- [Required work]:
All of the records are to be reproduced exactly.

- [Dataset excerpts]:
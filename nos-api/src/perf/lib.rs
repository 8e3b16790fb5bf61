// Copyright (c) 2024 NOS Community
// SPDX-License-Identifier: Apache-2.0

//! NOS Performance Optimization Crate
//!
//! This crate provides unified performance optimization functionality for NOS,
//! including cache management, performance monitoring, and optimization frameworks.

#![no_std]

extern crate alloc;

// Re-export core modules
pub mod cache;
pub mod core;
pub mod framework;
pub mod monitoring;
pub mod adaptive;

// Provide unified access to key components
pub use cache::{
    SyscallCache, SyscallCacheConfig, SyscallCacheKey, 
    CacheEntryFlags
};

pub use core::{
    UnifiedSyscallStats, CacheConfig, OptimizationConfig, 
    EvictionPolicy, UnifiedCache, CacheEntry
};

pub use framework::{
    OptimizationStrategy, OptimizationContext, OptimizationResult,
    OptimizationRecord, OptimizationType, OptimizationError,
    FastPathOptimization, CachingOptimization, BatchingOptimization,
    UnifiedOptimizationManager,
    init_global_optimization_manager, get_global_optimization_manager,
    check_and_apply_optimization, evaluate_optimization_effectiveness
};

pub use monitoring::{
    PerfStats, SystemPerformanceReport,
    get_perf_stats, record_syscall_performance,
    record_context_switch, record_interrupt, record_page_fault
};

pub use adaptive::{
    AdaptiveOptimizer, AdaptiveStrategy, AdaptiveOptimizationConfig,
    LoadLevel, LoadMonitorInfo,
    init_global_adaptive_optimizer, get_global_adaptive_optimizer,
    update_system_load, get_current_optimization_config, estimate_current_load_level
};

- [Solution]:
filename nos-api/src/perf/lib.rs
repository 8e3b16790fb5bf61
// Copyright (c) 2024 NOS Community
// SPDX-License-Identifier: Apache-2.0

//! NOS Performance Optimization Crate
//!
//! This crate provides unified performance optimization functionality for NOS,
//! including cache management, performance monitoring, and optimization frameworks.

#![no_std]

extern crate alloc;

// Re-export core modules
pub mod cache;
pub mod core;
pub mod framework;
pub mod monitoring;
pub mod adaptive;

// Provide unified access to key components
pub use cache::{
    SyscallCache, SyscallCacheConfig, SyscallCacheKey, 
    CacheEntryFlags
};

pub use core::{
    UnifiedSyscallStats, CacheConfig, OptimizationConfig, 
    EvictionPolicy, UnifiedCache, CacheEntry
};

pub use framework::{
    OptimizationStrategy, OptimizationContext, OptimizationResult,
    OptimizationRecord, OptimizationType, OptimizationError,
    FastPathOptimization, CachingOptimization, BatchingOptimization,
    UnifiedOptimizationManager,
    init_global_optimization_manager, get_global_optimization_manager,
    check_and_apply_optimization, evaluate_optimization_effectiveness
};

pub use monitoring::{
    PerfStats, SystemPerformanceReport,
    get_perf_stats, record_syscall_performance,
    record_context_switch, record_interrupt, record_page_fault
};

pub use adaptive::{
    AdaptiveOptimizer, AdaptiveStrategy, AdaptiveOptimizationConfig,
    LoadLevel, LoadMonitorInfo,
    init_global_adaptive_optimizer, get_global_adaptive_optimizer,
    update_system_load, get_current_optimization_config, estimate_current_load_level
};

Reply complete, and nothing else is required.